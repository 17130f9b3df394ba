//! Client and polling configuration.

use crate::core::digest::DigestAlgorithm;
use crate::core::error::ScanError;

use secrecy::{ExposeSecret, SecretString};
use std::time::Duration;

/// Default service root for MetaDefender Cloud.
pub const DEFAULT_BASE_URL: &str = "https://api.metadefender.com/v4";

/// Bounds and pacing for the result poll loop.
#[derive(Debug, Clone, PartialEq)]
pub struct PollConfig {
    /// Delay between consecutive poll requests. Zero disables the delay.
    pub poll_interval: Duration,

    /// Maximum number of poll requests before giving up.
    pub max_attempts: u32,

    /// Maximum wall-clock time spent polling before giving up.
    pub max_poll_time: Duration,
}

impl Default for PollConfig {
    fn default() -> Self {
        Self {
            poll_interval: Duration::from_millis(200),
            max_attempts: 1500,
            max_poll_time: Duration::from_secs(300),
        }
    }
}

impl PollConfig {
    /// Creates a configuration with defaults.
    pub fn new() -> Self {
        Self::default()
    }

    /// Sets the delay between polls.
    pub fn with_poll_interval(mut self, interval: Duration) -> Self {
        self.poll_interval = interval;
        self
    }

    /// Sets the maximum number of polls (at least 1).
    pub fn with_max_attempts(mut self, attempts: u32) -> Self {
        self.max_attempts = attempts.max(1);
        self
    }

    /// Sets the maximum polling time.
    pub fn with_max_poll_time(mut self, max: Duration) -> Self {
        self.max_poll_time = max;
        self
    }
}

/// Configuration shared by every phase of the workflow.
#[derive(Debug, Clone)]
pub struct ClientConfig {
    /// API key sent in the `apikey` header (kept secret).
    pub api_key: SecretString,

    /// Service root, without a trailing slash.
    pub base_url: String,

    /// Per-request timeout.
    pub timeout: Duration,

    /// Digest used for the cache lookup.
    pub digest_algorithm: DigestAlgorithm,

    /// Poll loop settings.
    pub poll: PollConfig,
}

impl ClientConfig {
    /// Creates a configuration with the given API key and defaults elsewhere.
    pub fn new(api_key: impl Into<String>) -> Self {
        Self {
            api_key: SecretString::new(api_key.into().into()),
            base_url: DEFAULT_BASE_URL.to_string(),
            timeout: Duration::from_secs(30),
            digest_algorithm: DigestAlgorithm::default(),
            poll: PollConfig::default(),
        }
    }

    /// Sets the service root.
    pub fn with_base_url(mut self, url: impl Into<String>) -> Self {
        self.base_url = url.into().trim_end_matches('/').to_string();
        self
    }

    /// Sets the per-request timeout.
    pub fn with_timeout(mut self, timeout: Duration) -> Self {
        self.timeout = timeout;
        self
    }

    /// Sets the digest algorithm.
    pub fn with_digest_algorithm(mut self, algorithm: DigestAlgorithm) -> Self {
        self.digest_algorithm = algorithm;
        self
    }

    /// Sets the poll configuration.
    pub fn with_poll(mut self, poll: PollConfig) -> Self {
        self.poll = poll;
        self
    }

    /// Returns the API key.
    pub fn api_key(&self) -> &str {
        self.api_key.expose_secret()
    }

    /// Joins `path` onto the service root.
    pub fn endpoint(&self, path: &str) -> String {
        format!(
            "{}/{}",
            self.base_url.trim_end_matches('/'),
            path.trim_start_matches('/')
        )
    }

    /// Checks the configuration for values the workflow cannot run with.
    pub fn validate(&self) -> Result<(), ScanError> {
        if self.api_key().trim().is_empty() {
            return Err(ScanError::configuration("API key must not be empty"));
        }
        if !(self.base_url.starts_with("https://") || self.base_url.starts_with("http://")) {
            return Err(ScanError::configuration(format!(
                "base URL must start with http:// or https://, got '{}'",
                self.base_url
            )));
        }
        if self.timeout.is_zero() {
            return Err(ScanError::configuration("request timeout must be non-zero"));
        }
        if self.poll.max_attempts == 0 {
            return Err(ScanError::configuration("maximum poll attempts must be at least 1"));
        }
        if self.poll.max_poll_time.is_zero() {
            return Err(ScanError::configuration("maximum poll time must be non-zero"));
        }
        Ok(())
    }
}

⁂

• What you have to do: Write out the full set of records exactly as given.

• Exercise result:
repository 17130f9b3df394ba
//! Client and polling configuration.

use crate::core::digest::DigestAlgorithm;
use crate::core::error::ScanError;

use secrecy::{ExposeSecret, SecretString};
use std::time::Duration;

/// Default service root for MetaDefender Cloud.
pub const DEFAULT_BASE_URL: &str = "https://api.metadefender.com/v4";

/// Bounds and pacing for the result poll loop.
#[derive(Debug, Clone, PartialEq)]
pub struct PollConfig {
    /// Delay between consecutive poll requests. Zero disables the delay.
    pub poll_interval: Duration,

    /// Maximum number of poll requests before giving up.
    pub max_attempts: u32,

    /// Maximum wall-clock time spent polling before giving up.
    pub max_poll_time: Duration,
}

impl Default for PollConfig {
    fn default() -> Self {
        Self {
            poll_interval: Duration::from_millis(200),
            max_attempts: 1500,
            max_poll_time: Duration::from_secs(300),
        }
    }
}

impl PollConfig {
    /// Creates a configuration with defaults.
    pub fn new() -> Self {
        Self::default()
    }

    /// Sets the delay between polls.
    pub fn with_poll_interval(mut self, interval: Duration) -> Self {
        self.poll_interval = interval;
        self
    }

    /// Sets the maximum number of polls (at least 1).
    pub fn with_max_attempts(mut self, attempts: u32) -> Self {
        self.max_attempts = attempts.max(1);
        self
    }

    /// Sets the maximum polling time.
    pub fn with_max_poll_time(mut self, max: Duration) -> Self {
        self.max_poll_time = max;
        self
    }
}

/// Configuration shared by every phase of the workflow.
#[derive(Debug, Clone)]
pub struct ClientConfig {
    /// API key sent in the `apikey` header (kept secret).
    pub api_key: SecretString,

    /// Service root, without a trailing slash.
    pub base_url: String,

    /// Per-request timeout.
    pub timeout: Duration,

    /// Digest used for the cache lookup.
    pub digest_algorithm: DigestAlgorithm,

    /// Poll loop settings.
    pub poll: PollConfig,
}

impl ClientConfig {
    /// Creates a configuration with the given API key and defaults elsewhere.
    pub fn new(api_key: impl Into<String>) -> Self {
        Self {
            api_key: SecretString::new(api_key.into().into()),
            base_url: DEFAULT_BASE_URL.to_string(),
            timeout: Duration::from_secs(30),
            digest_algorithm: DigestAlgorithm::default(),
            poll: PollConfig::default(),
        }
    }

    /// Sets the service root.
    pub fn with_base_url(mut self, url: impl Into<String>) -> Self {
        self.base_url = url.into().trim_end_matches('/').to_string();
        self
    }

    /// Sets the per-request timeout.
    pub fn with_timeout(mut self, timeout: Duration) -> Self {
        self.timeout = timeout;
        self
    }

    /// Sets the digest algorithm.
    pub fn with_digest_algorithm(mut self, algorithm: DigestAlgorithm) -> Self {
        self.digest_algorithm = algorithm;
        self
    }

    /// Sets the poll configuration.
    pub fn with_poll(mut self, poll: PollConfig) -> Self {
        self.poll = poll;
        self
    }

    /// Returns the API key.
    pub fn api_key(&self) -> &str {
        self.api_key.expose_secret()
    }

    /// Joins `path` onto the service root.
    pub fn endpoint(&self, path: &str) -> String {
        format!(
            "{}/{}",
            self.base_url.trim_end_matches('/'),
            path.trim_start_matches('/')
        )
    }

    /// Checks the configuration for values the workflow cannot run with.
    pub fn validate(&self) -> Result<(), ScanError> {
        if self.api_key().trim().is_empty() {
            return Err(ScanError::configuration("API key must not be empty"));
        }
        if !(self.base_url.starts_with("https://") || self.base_url.starts_with("http://")) {
            return Err(ScanError::configuration(format!(
                "base URL must start with http:// or https://, got '{}'",
                self.base_url
            )));
        }
        if self.timeout.is_zero() {
            return Err(ScanError::configuration("request timeout must be non-zero"));
        }
        if self.poll.max_attempts == 0 {
            return Err(ScanError::configuration("maximum poll attempts must be at least 1"));
        }
        if self.poll.max_poll_time.is_zero() {
            return Err(ScanError::configuration("maximum poll time must be non-zero"));
        }
        Ok(())
    }
}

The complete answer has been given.